Laura is a Lucy of far-fetched schemes and well-meaning, love-filled flops. Her talkative enthusiasm meshes with his phlegmatic skepticism. She’s also a bundle of enthusiasm for his poetry, encouraging him to write, asking him about his writing, urging him to read his work aloud to her, suggesting that he make a copy of his notebook of poems for safekeeping and even for publication. She fills Paterson’s lunchbox, decorating it with photographs of herself and with icons of poetry, and cooks dinner for them, experimenting with recipes of her own devising that he chokes down uncomplainingly while she takes his diffident calm as a compliment. Her long-term plan involves starting a cupcake business, and she dreams of cupcake-baking making them “rich.” She also dreams of becoming a country-music star she’s no musician, but she must have a black-and-white “harlequin” guitar, which comes with an instructional DVD by its creator, named Esteban (a recurring unseen presence), and she spends several hundred dollars on the guitar and its accoutrements despite Paterson’s uncertainty about the expense. She paints the walls of the house, the curtains, the cabinets, and the shower curtain with designs in black and white she dresses in black and white and looks at herself in the mirror as she tries on black-and-white accessories. She’s a butterfly of unburdened delight and impulsive activity. Paterson is the family wage-earner Laura spends her days on style. Paterson wakes up in bed beside his partner, Laura (Golshifteh Farahani) has a moment with her goes to work comes home (fixing the tilted mailbox as he walks up the driveway) dines and talks with Laura takes the dog, Marvin, for a walk and stops off for a beer and some chat at his neighborhood bar.
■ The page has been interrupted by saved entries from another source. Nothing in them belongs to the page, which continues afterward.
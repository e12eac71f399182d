// ABOUTME: Tests for planner configuration defaults, environment overrides, and validation
// ABOUTME: Serialized because they mutate process environment variables
//
// SPDX-License-Identifier: MIT OR Apache-2.0
// Copyright (c) 2025 Async-IO.org

#![allow(clippy::unwrap_used, clippy::expect_used, clippy::panic)]
#![allow(missing_docs)]

use std::env;

use meal_planner_core::errors::ErrorCode;
use meal_planner_core::AppError;
use meal_planner_intelligence::config::{
    ENV_CONSOLIDATION_THRESHOLD, ENV_INCOMPATIBLE_UNIT_POLICY, ENV_MAX_RESOLUTION_DEPTH,
    ENV_PICKER_MAX_DEPTH,
};
use meal_planner_intelligence::{ConfigError, IncompatibleUnitPolicy, PlannerConfig};
use serial_test::serial;

fn clear_env() {
    for name in [
        ENV_MAX_RESOLUTION_DEPTH,
        ENV_PICKER_MAX_DEPTH,
        ENV_CONSOLIDATION_THRESHOLD,
        ENV_INCOMPATIBLE_UNIT_POLICY,
    ] {
        env::remove_var(name);
    }
}

#[test]
#[serial]
fn test_defaults_without_env() {
    clear_env();
    let config = PlannerConfig::load().unwrap();
    assert_eq!(config, PlannerConfig::default());
    assert_eq!(config.max_resolution_depth, 32);
    assert_eq!(config.picker_max_depth, 2);
    assert!((config.consolidation_threshold - 1000.0).abs() < f64::EPSILON);
    assert_eq!(
        config.incompatible_unit_policy,
        IncompatibleUnitPolicy::PassThrough
    );
}

#[test]
#[serial]
fn test_env_overrides_apply() {
    clear_env();
    env::set_var(ENV_MAX_RESOLUTION_DEPTH, "12");
    env::set_var(ENV_PICKER_MAX_DEPTH, " 4 ");
    env::set_var(ENV_CONSOLIDATION_THRESHOLD, "500");
    env::set_var(ENV_INCOMPATIBLE_UNIT_POLICY, "reject");

    let config = PlannerConfig::load().unwrap();
    clear_env();

    assert_eq!(config.max_resolution_depth, 12);
    assert_eq!(config.picker_max_depth, 4);
    assert!((config.consolidation_threshold - 500.0).abs() < f64::EPSILON);
    assert_eq!(config.incompatible_unit_policy, IncompatibleUnitPolicy::Reject);
}

#[test]
#[serial]
fn test_unparseable_env_value_names_the_variable() {
    clear_env();
    env::set_var(ENV_MAX_RESOLUTION_DEPTH, "deep");

    let err = PlannerConfig::load().unwrap_err();
    clear_env();

    assert!(matches!(&err, ConfigError::Parse(msg) if msg.contains(ENV_MAX_RESOLUTION_DEPTH)));
    let app: AppError = err.into();
    assert_eq!(app.code, ErrorCode::ConfigError);
}

#[cfg(unix)]
#[test]
#[serial]
fn test_non_unicode_env_value_is_an_error() {
    use std::ffi::OsStr;
    use std::os::unix::ffi::OsStrExt;

    clear_env();
    env::set_var(ENV_PICKER_MAX_DEPTH, OsStr::from_bytes(&[0x66, 0xff, 0x6f]));

    let err = PlannerConfig::load().unwrap_err();
    clear_env();

    assert!(matches!(err, ConfigError::EnvVar(env::VarError::NotUnicode(_))));
    let app: AppError = err.into();
    assert_eq!(app.code, ErrorCode::ConfigError);
}

#[test]
#[serial]
fn test_out_of_range_values_fail_validation() {
    clear_env();
    env::set_var(ENV_PICKER_MAX_DEPTH, "0");
    let err = PlannerConfig::load().unwrap_err();
    clear_env();
    assert!(matches!(err, ConfigError::ValueOutOfRange(_)));

    env::set_var(ENV_CONSOLIDATION_THRESHOLD, "-5");
    let err = PlannerConfig::load().unwrap_err();
    clear_env();
    let app: AppError = err.into();
    assert_eq!(app.code, ErrorCode::ConfigInvalid);
}

#[test]
fn test_direct_validation() {
    let config = PlannerConfig {
        max_resolution_depth: 0,
        ..PlannerConfig::default()
    };
    assert!(config.validate().is_err());
    assert!(PlannerConfig::default().validate().is_ok());
}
MOVIE SCENE PATERSON WATERFALL MOVIE
The movie’s very being is based in echoes and patterns, and that’s how the movie is constructed-in seven episodes that are virtual stanzas, each for a day of the week, with the five working days offering the same set yet slightly varied structure, emphasized with recurring shots, actions, locations, characters, themes, and the two days of the weekend offering echoing actions of their own. Jarmusch has gone a step further-he has made a movie that’s filled with poetry and that is a poem in itself. Talking in 1983 with a great classicist, I lamented the absence of poetry from public life he responded that it was the fault of filmmakers-that if a filmmaker put poetry into the script of a major motion picture, poetry would become popular again. There’s also a poem by William Carlos Williams, “ This Is Just To Say,” the one about the plums, that’s recited by Paterson in the course of the action.

Jarmusch creates superbly lyrical sequences of shifting multiple exposures, with Driver’s voice reciting Paterson’s (rather, Padgett’s) poems while they’re superimposed on the screen in Paterson’s handwriting. The poems that Paterson thinks and writes are actually by Ron Padgett (who’s cited in the end credits), and the film is filled with them.
MOVIE SCENE PATERSON WATERFALL DRIVER
Paterson the driver writes poetry he thinks poetry while walking to and from the depot, he writes in his notebook (his so-called secret notebook) at the wheel of his bus while waiting for his shift to begin he writes during his lunch hour while sitting on a bench beside his favorite place, the Great Falls of the Passaic River, with his copy of Frank O’Hara’s “Lunch Poems” beside his lunchbox he writes at his cramped desk in his basement, surrounded by building supplies and hardware. “Paterson,” the story of a poet and his poems, is set in Paterson, New Jersey, and its protagonist is a bus driver named Paterson, who is played by Adam Driver. He does so with his wry and tamped-down tone, his loping rhythms, his puckishly frontal compositions, his worn-in sense of design, the winking terseness of his dialogue-and the loving precision of his documentary-rooted observations, which anchor his microcosmic cinematic world, with its austerely whimsical passions, in the world at large.

Jim Jarmusch is among the rarest and most precious filmmakers of our time, because, at his best-as he is in his new film, “Paterson”-he conjures an entire world of his own imagination.